● PROVIDED INFORMATION
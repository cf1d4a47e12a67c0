use std::collections::HashSet;

use super::identity::{OptionAdapter, Presentation};

/// Partition of a selection into entries that resolve against the catalog
/// and entries that no longer do.
///
/// Recomputed on every render; the catalog can change independently of the
/// selection, so the result is never cached.
#[derive(Debug, Clone, PartialEq, Eq)]
pub struct Reconciliation<V> {
    /// Rich presentation for resolvable entries, in selection order.
    pub valid: Vec<Presentation>,
    /// Raw values with no matching option. They are still retained and submitted.
    pub invalid: Vec<V>,
}

impl<V> Reconciliation<V> {
    pub fn is_empty(&self) -> bool {
        self.valid.is_empty() && self.invalid.is_empty()
    }

    /// `"+N <label>"` when orphaned entries exist.
    pub fn invalid_indicator(&self, label: &str) -> Option<String> {
        if self.invalid.is_empty() {
            None
        } else {
            Some(format!("+{} {}", self.invalid.len(), label))
        }
    }

    /// Button caption: resolvable labels followed by the invalid indicator.
    pub fn caption(&self, invalid_label: &str) -> String {
        let mut parts: Vec<String> = self.valid.iter().map(|presentation| presentation.label.clone()).collect();
        if let Some(indicator) = self.invalid_indicator(invalid_label) {
            parts.push(indicator);
        }
        parts.join(", ")
    }
}

/// Classify each selected value as valid or invalid against `catalog`.
///
/// A value is valid iff some option yields the same key. `None` and an empty
/// selection both produce an empty partition.
pub fn reconcile<O, A>(selection: Option<&[A::Value]>, catalog: &[O], adapter: &A) -> Reconciliation<A::Value>
where
    A: OptionAdapter<O>,
{
    let mut reconciliation = Reconciliation {
        valid: Vec::new(),
        invalid: Vec::new(),
    };
    for value in selection.unwrap_or_default() {
        let key = adapter.value_key(value);
        match catalog.iter().find(|option| adapter.option_key(option) == key) {
            Some(option) => reconciliation.valid.push(adapter.selected_option_display(option)),
            None => reconciliation.invalid.push(value.clone()),
        }
    }
    reconciliation
}

/// Whether any option in `catalog` has `key`.
pub fn contains_key<O, A>(catalog: &[O], adapter: &A, key: &A::Key) -> bool
where
    A: OptionAdapter<O>,
{
    catalog.iter().any(|option| &adapter.option_key(option) == key)
}

/// Drop options whose key already appeared earlier in the catalog.
pub fn dedupe_by_key<O, A>(catalog: Vec<O>, adapter: &A) -> Vec<O>
where
    A: OptionAdapter<O>,
{
    let mut seen = HashSet::new();
    catalog
        .into_iter()
        .filter(|option| seen.insert(adapter.option_key(option)))
        .collect()
}

#[cfg(test)]
mod tests {
    use super::*;
    use crate::selection::FnAdapter;

    #[derive(Debug, Clone)]
    struct Row {
        id: u64,
        name: &'static str,
    }

    fn adapter() -> FnAdapter<Row, u64, u64> {
        FnAdapter::new(|row: &Row| row.id, |id: &u64| *id, |row: &Row| Presentation::new(row.name))
    }

    fn catalog() -> Vec<Row> {
        vec![Row { id: 1, name: "A" }, Row { id: 2, name: "B" }]
    }

    #[test]
    fn partitions_selection_into_valid_and_invalid() {
        let result = reconcile(Some(&[1, 3][..]), &catalog(), &adapter());
        assert_eq!(result.valid, vec![Presentation::new("A")]);
        assert_eq!(result.invalid, vec![3]);
        assert_eq!(result.caption("Invalid Values"), "A, +1 Invalid Values");
    }

    #[test]
    fn absent_and_empty_selection_are_equivalent() {
        let absent = reconcile(None, &catalog(), &adapter());
        let empty = reconcile(Some(&[][..]), &catalog(), &adapter());
        assert!(absent.is_empty());
        assert_eq!(absent, empty);
        assert_eq!(absent.caption("Invalid Values"), "");
    }

    #[test]
    fn matches_by_key_not_by_record_identity() {
        let refreshed = vec![Row { id: 2, name: "B (renamed)" }];
        let result = reconcile(Some(&[2][..]), &refreshed, &adapter());
        assert_eq!(result.valid[0].label, "B (renamed)");
        assert!(result.invalid.is_empty());
    }

    #[test]
    fn every_value_lands_in_exactly_one_partition() {
        let selection = [1, 2, 3, 4, 1];
        let result = reconcile(Some(&selection[..]), &catalog(), &adapter());
        assert_eq!(result.valid.len() + result.invalid.len(), selection.len());
        assert_eq!(result.invalid, vec![3, 4]);
    }

    #[test]
    fn selected_display_is_used_for_chosen_entries() {
        let adapter = adapter().with_selected_display(|row: &Row| Presentation::new(format!("#{}", row.id)));
        let result = reconcile(Some(&[2][..]), &catalog(), &adapter);
        assert_eq!(result.valid, vec![Presentation::new("#2")]);
    }

    #[test]
    fn dedupe_keeps_first_option_per_key() {
        let rows = vec![Row { id: 1, name: "A" }, Row { id: 1, name: "A2" }, Row { id: 2, name: "B" }];
        let deduped = dedupe_by_key(rows, &adapter());
        assert_eq!(deduped.iter().map(|row| row.name).collect::<Vec<_>>(), vec!["A", "B"]);
        assert!(contains_key(&deduped, &adapter(), &2));
        assert!(!contains_key(&deduped, &adapter(), &9));
    }
}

● WHAT THIS TASK INVOLVES
Whenever a line in the records contains the word "String", copy that line.

● EXERCISE ANSWER
    pub fn invalid_indicator(&self, label: &str) -> Option<String> {
    pub fn caption(&self, invalid_label: &str) -> String {
        let mut parts: Vec<String> = self.valid.iter().map(|presentation| presentation.label.clone()).collect();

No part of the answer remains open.